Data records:
◇ ◇ ◇ ◇ ◇ ◇ ◇
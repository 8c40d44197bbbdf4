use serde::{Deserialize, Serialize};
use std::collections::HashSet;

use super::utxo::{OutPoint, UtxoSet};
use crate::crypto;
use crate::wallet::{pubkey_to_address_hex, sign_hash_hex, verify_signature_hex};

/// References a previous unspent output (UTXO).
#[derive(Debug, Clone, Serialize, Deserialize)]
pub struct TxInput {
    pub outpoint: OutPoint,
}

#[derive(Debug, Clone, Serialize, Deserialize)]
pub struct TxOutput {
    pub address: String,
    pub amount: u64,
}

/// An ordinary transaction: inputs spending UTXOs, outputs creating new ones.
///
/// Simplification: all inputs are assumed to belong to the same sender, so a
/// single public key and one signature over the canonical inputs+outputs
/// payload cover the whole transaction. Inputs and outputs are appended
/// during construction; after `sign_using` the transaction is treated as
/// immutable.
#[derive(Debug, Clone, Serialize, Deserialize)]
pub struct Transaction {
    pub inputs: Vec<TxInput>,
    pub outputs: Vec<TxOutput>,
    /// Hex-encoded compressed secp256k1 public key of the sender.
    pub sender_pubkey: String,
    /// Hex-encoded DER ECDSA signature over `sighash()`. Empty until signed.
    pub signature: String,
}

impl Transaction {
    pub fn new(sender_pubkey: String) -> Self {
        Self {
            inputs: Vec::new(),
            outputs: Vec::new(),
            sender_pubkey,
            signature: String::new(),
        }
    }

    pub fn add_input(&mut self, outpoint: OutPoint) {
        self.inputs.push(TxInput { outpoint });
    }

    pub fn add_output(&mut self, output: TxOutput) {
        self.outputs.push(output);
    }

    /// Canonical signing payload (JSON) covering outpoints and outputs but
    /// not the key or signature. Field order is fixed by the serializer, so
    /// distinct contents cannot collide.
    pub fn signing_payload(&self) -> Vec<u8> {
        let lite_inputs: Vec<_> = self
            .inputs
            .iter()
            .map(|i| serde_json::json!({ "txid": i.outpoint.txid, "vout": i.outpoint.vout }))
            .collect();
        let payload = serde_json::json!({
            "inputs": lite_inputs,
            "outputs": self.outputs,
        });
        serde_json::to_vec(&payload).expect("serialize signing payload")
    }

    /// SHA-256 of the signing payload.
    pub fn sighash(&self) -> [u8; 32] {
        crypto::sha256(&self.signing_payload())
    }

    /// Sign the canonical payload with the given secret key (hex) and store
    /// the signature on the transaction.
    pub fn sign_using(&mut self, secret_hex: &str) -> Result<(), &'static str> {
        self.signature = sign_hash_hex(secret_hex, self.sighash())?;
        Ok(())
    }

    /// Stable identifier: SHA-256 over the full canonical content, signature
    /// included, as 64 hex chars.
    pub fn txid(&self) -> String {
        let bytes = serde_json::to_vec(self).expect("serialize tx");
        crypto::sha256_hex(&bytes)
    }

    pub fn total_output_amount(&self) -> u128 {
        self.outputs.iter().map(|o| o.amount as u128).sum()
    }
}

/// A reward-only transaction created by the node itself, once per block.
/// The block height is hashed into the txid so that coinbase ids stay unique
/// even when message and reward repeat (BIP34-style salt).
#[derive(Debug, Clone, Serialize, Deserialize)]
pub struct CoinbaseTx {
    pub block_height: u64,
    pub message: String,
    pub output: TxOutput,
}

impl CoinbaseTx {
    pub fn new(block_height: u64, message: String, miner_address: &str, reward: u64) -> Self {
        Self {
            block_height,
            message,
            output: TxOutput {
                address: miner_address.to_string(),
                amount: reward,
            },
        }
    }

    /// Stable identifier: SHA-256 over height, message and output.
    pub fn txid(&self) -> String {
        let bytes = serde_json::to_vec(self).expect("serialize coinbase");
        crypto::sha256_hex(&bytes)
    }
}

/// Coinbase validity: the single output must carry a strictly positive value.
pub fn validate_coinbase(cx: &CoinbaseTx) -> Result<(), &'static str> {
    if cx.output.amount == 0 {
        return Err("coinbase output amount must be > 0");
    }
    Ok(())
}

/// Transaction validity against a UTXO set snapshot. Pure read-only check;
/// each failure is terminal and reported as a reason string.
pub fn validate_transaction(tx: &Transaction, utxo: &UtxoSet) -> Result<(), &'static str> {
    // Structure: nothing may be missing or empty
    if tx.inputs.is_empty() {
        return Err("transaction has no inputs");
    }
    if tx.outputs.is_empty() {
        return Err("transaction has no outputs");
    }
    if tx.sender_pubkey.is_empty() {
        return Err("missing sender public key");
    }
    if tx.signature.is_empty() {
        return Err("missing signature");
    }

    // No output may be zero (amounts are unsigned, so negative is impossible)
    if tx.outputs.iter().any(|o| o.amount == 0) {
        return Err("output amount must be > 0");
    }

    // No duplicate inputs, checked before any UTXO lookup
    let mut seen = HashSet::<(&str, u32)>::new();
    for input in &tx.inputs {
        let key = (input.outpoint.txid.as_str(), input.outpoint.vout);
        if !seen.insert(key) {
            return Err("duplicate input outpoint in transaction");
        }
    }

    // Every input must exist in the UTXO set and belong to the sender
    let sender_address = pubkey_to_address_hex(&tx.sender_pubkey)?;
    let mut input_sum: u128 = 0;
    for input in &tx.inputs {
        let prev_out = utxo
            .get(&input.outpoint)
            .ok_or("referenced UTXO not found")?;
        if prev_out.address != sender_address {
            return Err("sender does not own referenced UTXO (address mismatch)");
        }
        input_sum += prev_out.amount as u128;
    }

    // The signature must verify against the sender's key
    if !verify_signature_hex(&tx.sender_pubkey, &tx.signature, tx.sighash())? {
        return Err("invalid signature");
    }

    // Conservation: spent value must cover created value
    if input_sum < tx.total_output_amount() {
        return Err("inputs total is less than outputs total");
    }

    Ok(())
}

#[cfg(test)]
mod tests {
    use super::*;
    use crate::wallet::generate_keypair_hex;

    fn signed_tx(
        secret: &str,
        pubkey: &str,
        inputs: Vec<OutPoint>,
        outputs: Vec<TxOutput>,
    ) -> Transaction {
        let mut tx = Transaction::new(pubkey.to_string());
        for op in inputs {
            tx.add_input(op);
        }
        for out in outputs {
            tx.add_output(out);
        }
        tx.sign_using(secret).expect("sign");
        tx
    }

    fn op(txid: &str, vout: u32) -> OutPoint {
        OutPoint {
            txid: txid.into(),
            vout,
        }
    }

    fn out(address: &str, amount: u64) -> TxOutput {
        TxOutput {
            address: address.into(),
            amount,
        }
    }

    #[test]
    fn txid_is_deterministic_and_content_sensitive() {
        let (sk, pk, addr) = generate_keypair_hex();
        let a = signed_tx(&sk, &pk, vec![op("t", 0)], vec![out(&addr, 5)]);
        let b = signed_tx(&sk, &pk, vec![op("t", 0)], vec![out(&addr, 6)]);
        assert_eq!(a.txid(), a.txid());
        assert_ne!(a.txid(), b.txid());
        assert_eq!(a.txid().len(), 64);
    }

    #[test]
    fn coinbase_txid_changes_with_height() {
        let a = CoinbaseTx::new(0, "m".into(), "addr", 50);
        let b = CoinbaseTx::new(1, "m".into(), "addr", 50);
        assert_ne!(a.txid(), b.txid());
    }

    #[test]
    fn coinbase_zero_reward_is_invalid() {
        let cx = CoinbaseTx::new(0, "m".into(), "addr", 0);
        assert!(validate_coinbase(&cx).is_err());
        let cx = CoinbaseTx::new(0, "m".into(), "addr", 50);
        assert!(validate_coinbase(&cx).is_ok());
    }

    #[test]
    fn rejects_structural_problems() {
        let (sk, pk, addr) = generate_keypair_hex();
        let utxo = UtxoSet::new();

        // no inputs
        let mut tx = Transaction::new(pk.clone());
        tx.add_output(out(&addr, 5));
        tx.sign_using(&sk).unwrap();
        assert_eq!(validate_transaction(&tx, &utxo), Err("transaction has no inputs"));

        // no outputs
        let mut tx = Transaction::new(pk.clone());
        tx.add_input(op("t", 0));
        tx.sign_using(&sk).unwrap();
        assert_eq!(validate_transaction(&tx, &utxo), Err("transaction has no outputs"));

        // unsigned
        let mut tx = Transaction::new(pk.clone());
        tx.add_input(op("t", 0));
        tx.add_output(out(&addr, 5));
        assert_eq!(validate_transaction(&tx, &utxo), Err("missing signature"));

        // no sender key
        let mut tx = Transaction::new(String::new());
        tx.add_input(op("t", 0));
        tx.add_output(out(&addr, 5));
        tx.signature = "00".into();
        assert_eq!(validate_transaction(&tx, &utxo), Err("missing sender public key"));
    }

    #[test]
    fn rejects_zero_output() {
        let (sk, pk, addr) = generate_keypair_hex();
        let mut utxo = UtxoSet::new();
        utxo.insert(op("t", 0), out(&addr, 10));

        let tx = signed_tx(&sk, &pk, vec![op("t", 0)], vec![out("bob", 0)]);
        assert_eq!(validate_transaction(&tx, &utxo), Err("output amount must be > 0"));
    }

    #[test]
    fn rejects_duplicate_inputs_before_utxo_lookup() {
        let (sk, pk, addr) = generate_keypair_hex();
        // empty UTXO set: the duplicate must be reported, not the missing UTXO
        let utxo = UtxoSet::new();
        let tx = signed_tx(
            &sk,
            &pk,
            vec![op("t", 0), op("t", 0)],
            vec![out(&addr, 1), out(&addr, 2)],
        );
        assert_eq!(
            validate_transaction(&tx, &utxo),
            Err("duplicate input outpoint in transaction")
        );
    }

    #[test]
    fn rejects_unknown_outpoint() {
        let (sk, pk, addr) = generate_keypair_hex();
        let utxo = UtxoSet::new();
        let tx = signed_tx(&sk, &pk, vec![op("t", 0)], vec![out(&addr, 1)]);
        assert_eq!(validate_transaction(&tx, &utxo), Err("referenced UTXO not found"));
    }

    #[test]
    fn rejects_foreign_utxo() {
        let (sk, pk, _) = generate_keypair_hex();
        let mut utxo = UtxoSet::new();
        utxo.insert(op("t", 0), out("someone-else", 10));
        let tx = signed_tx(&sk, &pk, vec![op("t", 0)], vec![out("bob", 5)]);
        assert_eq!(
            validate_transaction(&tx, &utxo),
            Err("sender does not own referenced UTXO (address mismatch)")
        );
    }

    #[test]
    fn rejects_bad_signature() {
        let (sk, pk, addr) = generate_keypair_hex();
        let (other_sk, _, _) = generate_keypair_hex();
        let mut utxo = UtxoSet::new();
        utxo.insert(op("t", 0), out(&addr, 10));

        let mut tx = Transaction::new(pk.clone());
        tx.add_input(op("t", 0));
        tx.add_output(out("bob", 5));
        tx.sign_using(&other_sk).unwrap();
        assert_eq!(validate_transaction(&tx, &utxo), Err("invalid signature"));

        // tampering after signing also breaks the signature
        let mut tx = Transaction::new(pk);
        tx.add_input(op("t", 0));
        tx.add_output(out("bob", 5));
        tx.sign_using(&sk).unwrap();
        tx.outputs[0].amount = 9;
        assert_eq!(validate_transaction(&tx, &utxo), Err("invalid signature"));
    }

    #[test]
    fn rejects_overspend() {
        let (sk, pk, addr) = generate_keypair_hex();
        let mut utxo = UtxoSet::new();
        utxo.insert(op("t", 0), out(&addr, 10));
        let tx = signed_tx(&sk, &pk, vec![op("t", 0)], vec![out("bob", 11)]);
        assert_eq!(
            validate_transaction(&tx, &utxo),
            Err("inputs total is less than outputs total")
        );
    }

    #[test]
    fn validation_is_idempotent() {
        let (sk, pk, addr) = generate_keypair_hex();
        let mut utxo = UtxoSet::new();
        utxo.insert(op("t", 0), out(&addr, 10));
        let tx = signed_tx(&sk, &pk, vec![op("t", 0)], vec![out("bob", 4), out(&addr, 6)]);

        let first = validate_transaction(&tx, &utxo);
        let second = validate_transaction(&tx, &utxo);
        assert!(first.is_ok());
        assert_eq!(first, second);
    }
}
◇ ◇ ◇ ◇ ◇ ◇ ◇
◆ **Directions for this task**: Take the line above containing "let mut seen", the line containing "for out in outputs", and all lines in between, and copy them exactly without anything else.

◆ **Written answer**:
    let mut seen = HashSet::<(&str, u32)>::new();
    for input in &tx.inputs {
        let key = (input.outpoint.txid.as_str(), input.outpoint.vout);
        if !seen.insert(key) {
            return Err("duplicate input outpoint in transaction");
        }
    }

    // Every input must exist in the UTXO set and belong to the sender
    let sender_address = pubkey_to_address_hex(&tx.sender_pubkey)?;
    let mut input_sum: u128 = 0;
    for input in &tx.inputs {
        let prev_out = utxo
            .get(&input.outpoint)
            .ok_or("referenced UTXO not found")?;
        if prev_out.address != sender_address {
            return Err("sender does not own referenced UTXO (address mismatch)");
        }
        input_sum += prev_out.amount as u128;
    }

    // The signature must verify against the sender's key
    if !verify_signature_hex(&tx.sender_pubkey, &tx.signature, tx.sighash())? {
        return Err("invalid signature");
    }

    // Conservation: spent value must cover created value
    if input_sum < tx.total_output_amount() {
        return Err("inputs total is less than outputs total");
    }

    Ok(())
}

#[cfg(test)]
mod tests {
    use super::*;
    use crate::wallet::generate_keypair_hex;

    fn signed_tx(
        secret: &str,
        pubkey: &str,
        inputs: Vec<OutPoint>,
        outputs: Vec<TxOutput>,
    ) -> Transaction {
        let mut tx = Transaction::new(pubkey.to_string());
        for op in inputs {
            tx.add_input(op);
        }
        for out in outputs {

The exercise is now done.